Tuesday, June 15, 2010
On the Hunter Museum of American Art
Audio slideshow interview with Katrina Craven from Philip Hartigan on Vimeo.
This is my first full blog entry after my trip to Chattanooga, Tennessee. I was there to take photos for a travel article that Patty was researching. We were hosted by a superb PR company called Geiger & Associates, who organise press trips to places such as Chattanooga in order to introduce journalists to as much of a particular town as possible in three or four days. For example, on our first full day there, our itinerary was: visit to the Moon Pie factory (a hallowed biscuit/cookie maker); a tour of the aquarium (otters! penguins! more fish than one person could ever eat!); a boat trip up the Tennessee River gorge; a tour of the Delta Queen riverboat; a stroll around the artisans and artists area of Bluff View; dinner; then a walk deep underground in the caves below Lookout Mountain.

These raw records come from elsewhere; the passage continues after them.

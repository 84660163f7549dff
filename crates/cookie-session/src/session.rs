use std::sync::{Mutex, MutexGuard, PoisonError};

use cookie_session_crypto::{CryptoError, SessionCodec, SessionOptions};
use serde_json::{Map, Value};

use crate::{Cookie, CookieError, cache::RequestCache};

/// Encrypted session state owned by a [`Cookie`].
#[derive(Debug)]
pub(crate) struct Session {
    codec: SessionCodec,
    cache: Mutex<RequestCache>,
}

impl Session {
    pub(crate) fn new(options: &SessionOptions) -> Result<Self, CryptoError> {
        Ok(Self {
            codec: SessionCodec::new(options)?,
            cache: Mutex::new(RequestCache::default()),
        })
    }

    fn lock(&self) -> MutexGuard<'_, RequestCache> {
        self.cache.lock().unwrap_or_else(PoisonError::into_inner)
    }
}

/// Key/value access to the encrypted session of the current request.
///
/// Obtained from [`Cookie::session`]. The whole session is stored as one encrypted cookie named
/// after [`SessionOptions::key`]. It is decoded once per request and every write re-encrypts the
/// full payload and emits a single `Set-Cookie` header.
#[derive(Debug, Clone, Copy)]
pub struct SessionHandle<'a> {
    cookie: &'a Cookie,
    session: &'a Session,
}

impl<'a> SessionHandle<'a> {
    pub(crate) fn new(cookie: &'a Cookie, session: &'a Session) -> Self {
        Self { cookie, session }
    }

    /// Read `key` from the session. Returns `None` when the key, or the session cookie itself,
    /// is absent.
    ///
    /// Fails with [`CryptoError::InvalidMac`] if the session cookie has been tampered with.
    pub fn read(&self, key: &str) -> Result<Option<Value>, CookieError> {
        let cache = self.fresh_cache()?;
        Ok(cache.get(key).cloned())
    }

    /// Set `key` to `value`, or delete it when `value` is `None` or JSON `null`, then write the
    /// re-encrypted session cookie.
    pub fn write(&self, key: &str, value: Option<Value>) -> Result<(), CookieError> {
        let envelope = {
            let mut cache = self.fresh_cache()?;
            cache.merge(key, value);
            self.session
                .codec
                .encode(&Value::Object(cache.payload().clone()))?
        };
        self.send(Some(&envelope))
    }

    /// A copy of every key currently in the session.
    pub fn entries(&self) -> Result<Map<String, Value>, CookieError> {
        let cache = self.fresh_cache()?;
        Ok(cache.payload().clone())
    }

    /// Drop all session state and write a deletion cookie.
    ///
    /// The existing session cookie is not decoded, so this also clears a cookie that fails
    /// verification.
    pub fn destroy(&self) -> Result<(), CookieError> {
        let request_id = self.cookie.http().request().request_id();
        self.session.lock().reset(&request_id);

        self.send(None)?;

        tracing::debug!(request_id = %request_id, "Session destroyed");
        Ok(())
    }

    /// Whether the current request modified the session without the result reaching the
    /// response, which only happens when the last write failed.
    pub fn is_dirty(&self) -> bool {
        let request_id = self.cookie.http().request().request_id();
        self.session.lock().is_dirty(&request_id)
    }

    /// The codec encrypting this session.
    pub fn codec(&self) -> &'a SessionCodec {
        &self.session.codec
    }

    fn fresh_cache(&self) -> Result<MutexGuard<'a, RequestCache>, CookieError> {
        let request_id = self.cookie.http().request().request_id();
        // Decoding errors on the raw value must surface, not read as a missing cookie
        let raw = self.cookie.read_raw(self.session.codec.name());

        let mut cache = self.session.lock();
        cache.ensure_fresh(&request_id, raw.as_deref(), &self.session.codec)?;
        Ok(cache)
    }

    /// Hand the session cookie to the response. Must be called without holding the cache lock,
    /// the response sink is free to call back into the session.
    fn send(&self, envelope: Option<&str>) -> Result<(), CookieError> {
        self.cookie.write(self.session.codec.name(), envelope)?;
        self.session.lock().mark_clean();
        Ok(())
    }
}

I also took the opportunity a few days later to visit Chattanooga's Main Street Arts District, and later I will post some interviews with people I met there. We also went to the Hunter Museum of American Art, where I conducted a short interview with Katrina Craven, the Public Relations & Marketing Director for the museum. I've posted the audio of this 4-minute interview with an accompanying slideshow of images at the top of this post. Apologies for the occasional noise on the audio file.
The Hunter possesses a superb collection of American art from all periods: pre-European, pre-twentieth century, some wonderful mid-twentieth century pieces, and lots of interesting contemporary work. It also has a substantial sculpture collection, which is displayed in and around the museum buildings, and in a nearby sculpture park overlooking the river. The museum and its collections were largely made possible by the donations of generous benefactors, and out of that came a beautiful museum and an indispensable collection of American art. Even an old Socialist like me realises that the art world is sustained by the philanthropy of very rich people. In Chattanooga, the rich are spending their wealth with a keen dedication to the public realm that is not unusual in the USA - not at all - but which is remarkably visible in such a small city. The whole town seems to have been regenerated through culture - not just art, but music and architecture too.
Thanks again to Katrina Craven for giving me a few minutes of her time.